We may have been in lockdown for ten weeks or so, but that doesn’t necessarily mean we’ve all got to grips with it. Adjusting takes time, and can affect our mental health. NCS Grad Lucy lets us know what she’s doing to check in on her friends and make sure everyone is doing as best they can during these times...
Mental health is complex. Now with the added dash of lockdown, inconsistency and national fear, it’s easy to lose sight of how to help those barely able to help themselves.
There is no little handbook to flick through and understand the hardships of everyone, everywhere. Instead, there is only willingness to learn and understand. Outlined below are the steps I take to support my friends suffering with mental health issues.
1. Don’t take it personally
Inconsistency has become the norm, and for some people this can lead to days or weeks of not going outside or communicating with their support system.

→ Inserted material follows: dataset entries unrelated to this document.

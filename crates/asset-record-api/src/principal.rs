//! The caller identity attached to a request.

use std::convert::Infallible;

use axum::{extract::FromRequestParts, http::request::Parts};

/// Who is calling. Placed in the request extensions by the host's auth
/// middleware; a request without one is treated as an anonymous reader.
#[derive(Debug, Clone, PartialEq, Eq)]
pub struct User {
  pub name:     String,
  pub is_admin: bool,
}

impl User {
  pub fn admin(name: impl Into<String>) -> Self {
    Self {
      name:     name.into(),
      is_admin: true,
    }
  }

  pub fn anonymous() -> Self {
    Self {
      name:     "anonymous".to_owned(),
      is_admin: false,
    }
  }
}

impl<S: Send + Sync> FromRequestParts<S> for User {
  type Rejection = Infallible;

  async fn from_request_parts(
    parts: &mut Parts,
    _state: &S,
  ) -> Result<Self, Self::Rejection> {
    Ok(
      parts
        .extensions
        .get::<User>()
        .cloned()
        .unwrap_or_else(User::anonymous),
    )
  }
}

Those who are struggling often don’t see the wider consequences. Initially, it can put strain on a friendship, or stir up genuine feelings of contempt or annoyance.
But it’s important to remember that they’re not purposely pushing you away, but trying their best to manage mental health issues that may be making them feel less sociable and numb.
It’s important to just let your friends know that you’re there for them, whenever they are ready to talk - if they want to. Don’t take their struggles as a personal attack against you, but be there for them when they need you.
2. Write letters
In a world of instant gratification, texting and calling, there is something quite refreshing about receiving personalised letters. Knowing someone has taken the time to write, prepare and send a heartfelt letter to you just might give you the strength you need.
Equally, baking your friends their favourite batch of cookies to leave at their doorstep or sending a loving text everyday could mean a lot. Simple things, big impact.
3. Schedules and routines
Understandably, anxiety is heightened due to the current situation in the world right now. Whether it’s another set of statistics or long, silent lines to buy groceries, stability seems like something of the past. That’s why I recommend organising set times and days to chat with your friends over the phone or on video. Try your hand at quiz nights, Netflix parties, arts & crafts sessions - anything that can offer a nice distraction.
Even if they don’t pick up the phone, send them the invite, and maybe even consider sending a simple check-in message.
4. Give them space, but still have a hand outstretched
This is the hardest advice to follow, since all I ever want to do is run to my friend's house and shake down their door as a reminder that I’m here for them. But it’s important to take a deep breath, reinforce your openness and desire to help, but take a step back to give them the space to come to you. It’s important we keep respecting people’s desire to sometimes simply be alone.
Even if you think you know someone is down, it’s never a good idea to force a confession of feelings out of anyone. It can be counterproductive and leave them feeling worse. With lockdown restrictions and the deprivation of physical contact with others, they may feel like they’re being a burden on you. As long as they know that you’re there for them, then it’s likely they’ll reach out when they feel they’re ready.
5. Look after yourself
It may seem obvious, but giving and giving is bound to drain you.. If you’re feeling weighed down, place your phone down and take a long bath, watch trashy TV you love, vent to your family, or have a good cry if you need to. Do what makes you feel like you, and balanced in your feelings.
6. Take advantage of the resources available
Mind is a mental health organisation who have put out various pieces of advice looking to ease the suffering of lockdown and isolation. Their resources on helping others is extremely informative and tries to break down the complexity of mental health to bite-size chunks.
The NHS have laid out all the free resources currently available here.
The Samaritans are available 24/7 to call on 116 123 for free. They are exceptional in any mental health crisis, and completely confidential.